BEGIN DATASET EXCERPTS

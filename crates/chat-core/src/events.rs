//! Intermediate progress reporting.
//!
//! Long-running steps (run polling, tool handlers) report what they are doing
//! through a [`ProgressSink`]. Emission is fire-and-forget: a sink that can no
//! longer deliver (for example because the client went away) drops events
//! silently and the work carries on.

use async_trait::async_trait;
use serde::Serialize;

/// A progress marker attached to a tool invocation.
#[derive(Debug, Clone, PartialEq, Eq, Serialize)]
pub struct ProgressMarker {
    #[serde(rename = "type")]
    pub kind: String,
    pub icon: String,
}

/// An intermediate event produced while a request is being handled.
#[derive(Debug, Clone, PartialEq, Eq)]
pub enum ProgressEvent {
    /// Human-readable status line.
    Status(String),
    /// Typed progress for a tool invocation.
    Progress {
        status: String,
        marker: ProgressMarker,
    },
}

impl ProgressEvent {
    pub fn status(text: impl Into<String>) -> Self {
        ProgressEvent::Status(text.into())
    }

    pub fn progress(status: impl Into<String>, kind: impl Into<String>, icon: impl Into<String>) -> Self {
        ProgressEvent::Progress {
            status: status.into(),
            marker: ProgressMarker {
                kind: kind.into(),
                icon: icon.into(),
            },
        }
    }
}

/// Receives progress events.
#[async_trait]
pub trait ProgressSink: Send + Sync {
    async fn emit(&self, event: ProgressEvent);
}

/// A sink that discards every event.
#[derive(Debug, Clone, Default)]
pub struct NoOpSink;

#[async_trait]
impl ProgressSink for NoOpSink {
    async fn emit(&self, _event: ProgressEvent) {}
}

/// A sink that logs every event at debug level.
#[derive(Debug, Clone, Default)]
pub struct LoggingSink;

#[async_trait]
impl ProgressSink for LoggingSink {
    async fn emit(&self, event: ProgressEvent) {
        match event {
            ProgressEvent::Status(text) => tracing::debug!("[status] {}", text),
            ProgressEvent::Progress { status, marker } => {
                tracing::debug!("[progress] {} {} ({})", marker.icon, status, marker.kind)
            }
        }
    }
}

END DATASET EXCERPTS
BEGIN DATASET EXCERPTS

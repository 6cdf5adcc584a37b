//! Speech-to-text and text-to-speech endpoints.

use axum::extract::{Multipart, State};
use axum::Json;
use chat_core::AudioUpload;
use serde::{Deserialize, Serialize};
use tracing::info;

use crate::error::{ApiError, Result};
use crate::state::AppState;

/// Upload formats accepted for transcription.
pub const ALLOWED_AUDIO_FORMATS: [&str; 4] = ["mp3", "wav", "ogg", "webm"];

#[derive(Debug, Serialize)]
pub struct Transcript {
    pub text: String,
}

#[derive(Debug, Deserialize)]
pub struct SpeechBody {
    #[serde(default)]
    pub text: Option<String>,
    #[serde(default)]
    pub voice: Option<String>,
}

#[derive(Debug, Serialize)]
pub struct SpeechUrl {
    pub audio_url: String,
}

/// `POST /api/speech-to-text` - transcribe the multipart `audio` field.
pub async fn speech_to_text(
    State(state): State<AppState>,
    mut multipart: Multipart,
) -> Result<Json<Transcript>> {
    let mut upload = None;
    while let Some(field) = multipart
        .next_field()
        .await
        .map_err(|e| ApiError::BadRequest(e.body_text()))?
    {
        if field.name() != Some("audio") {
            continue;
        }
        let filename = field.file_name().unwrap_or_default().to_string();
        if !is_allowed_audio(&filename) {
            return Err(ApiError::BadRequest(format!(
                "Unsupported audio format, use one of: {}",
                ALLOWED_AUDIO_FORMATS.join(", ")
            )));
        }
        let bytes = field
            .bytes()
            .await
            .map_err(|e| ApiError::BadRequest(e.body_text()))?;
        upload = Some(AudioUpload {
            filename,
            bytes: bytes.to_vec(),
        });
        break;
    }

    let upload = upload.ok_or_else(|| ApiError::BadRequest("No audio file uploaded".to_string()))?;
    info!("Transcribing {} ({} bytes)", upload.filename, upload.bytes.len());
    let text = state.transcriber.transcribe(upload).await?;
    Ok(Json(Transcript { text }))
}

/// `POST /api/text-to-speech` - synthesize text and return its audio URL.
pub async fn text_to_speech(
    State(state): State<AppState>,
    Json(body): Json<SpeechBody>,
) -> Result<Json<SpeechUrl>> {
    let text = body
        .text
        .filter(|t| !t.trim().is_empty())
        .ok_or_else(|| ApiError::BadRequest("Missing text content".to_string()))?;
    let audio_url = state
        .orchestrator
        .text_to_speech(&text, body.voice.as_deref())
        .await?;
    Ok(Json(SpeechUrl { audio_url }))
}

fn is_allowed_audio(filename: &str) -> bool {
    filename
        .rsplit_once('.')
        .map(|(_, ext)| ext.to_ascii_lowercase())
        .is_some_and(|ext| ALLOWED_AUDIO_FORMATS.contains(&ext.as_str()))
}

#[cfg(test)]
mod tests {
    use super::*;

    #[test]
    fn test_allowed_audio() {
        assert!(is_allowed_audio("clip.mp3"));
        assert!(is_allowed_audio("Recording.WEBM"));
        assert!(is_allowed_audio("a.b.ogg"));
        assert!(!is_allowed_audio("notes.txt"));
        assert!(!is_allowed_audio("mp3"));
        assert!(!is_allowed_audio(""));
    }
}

END DATASET EXCERPTS

WHAT YOU HAVE TO DO: For the lines above, output exactly those from the line containing "- transcribe the" through the line containing "let text = state.transcriber.transcribe(upload).await?;", and skip the others.

RESULT:
/// `POST /api/speech-to-text` - transcribe the multipart `audio` field.
pub async fn speech_to_text(
    State(state): State<AppState>,
    mut multipart: Multipart,
) -> Result<Json<Transcript>> {
    let mut upload = None;
    while let Some(field) = multipart
        .next_field()
        .await
        .map_err(|e| ApiError::BadRequest(e.body_text()))?
    {
        if field.name() != Some("audio") {
            continue;
        }
        let filename = field.file_name().unwrap_or_default().to_string();
        if !is_allowed_audio(&filename) {
            return Err(ApiError::BadRequest(format!(
                "Unsupported audio format, use one of: {}",
                ALLOWED_AUDIO_FORMATS.join(", ")
            )));
        }
        let bytes = field
            .bytes()
            .await
            .map_err(|e| ApiError::BadRequest(e.body_text()))?;
        upload = Some(AudioUpload {
            filename,
            bytes: bytes.to_vec(),
        });
        break;
    }

    let upload = upload.ok_or_else(|| ApiError::BadRequest("No audio file uploaded".to_string()))?;
    info!("Transcribing {} ({} bytes)", upload.filename, upload.bytes.len());
    let text = state.transcriber.transcribe(upload).await?;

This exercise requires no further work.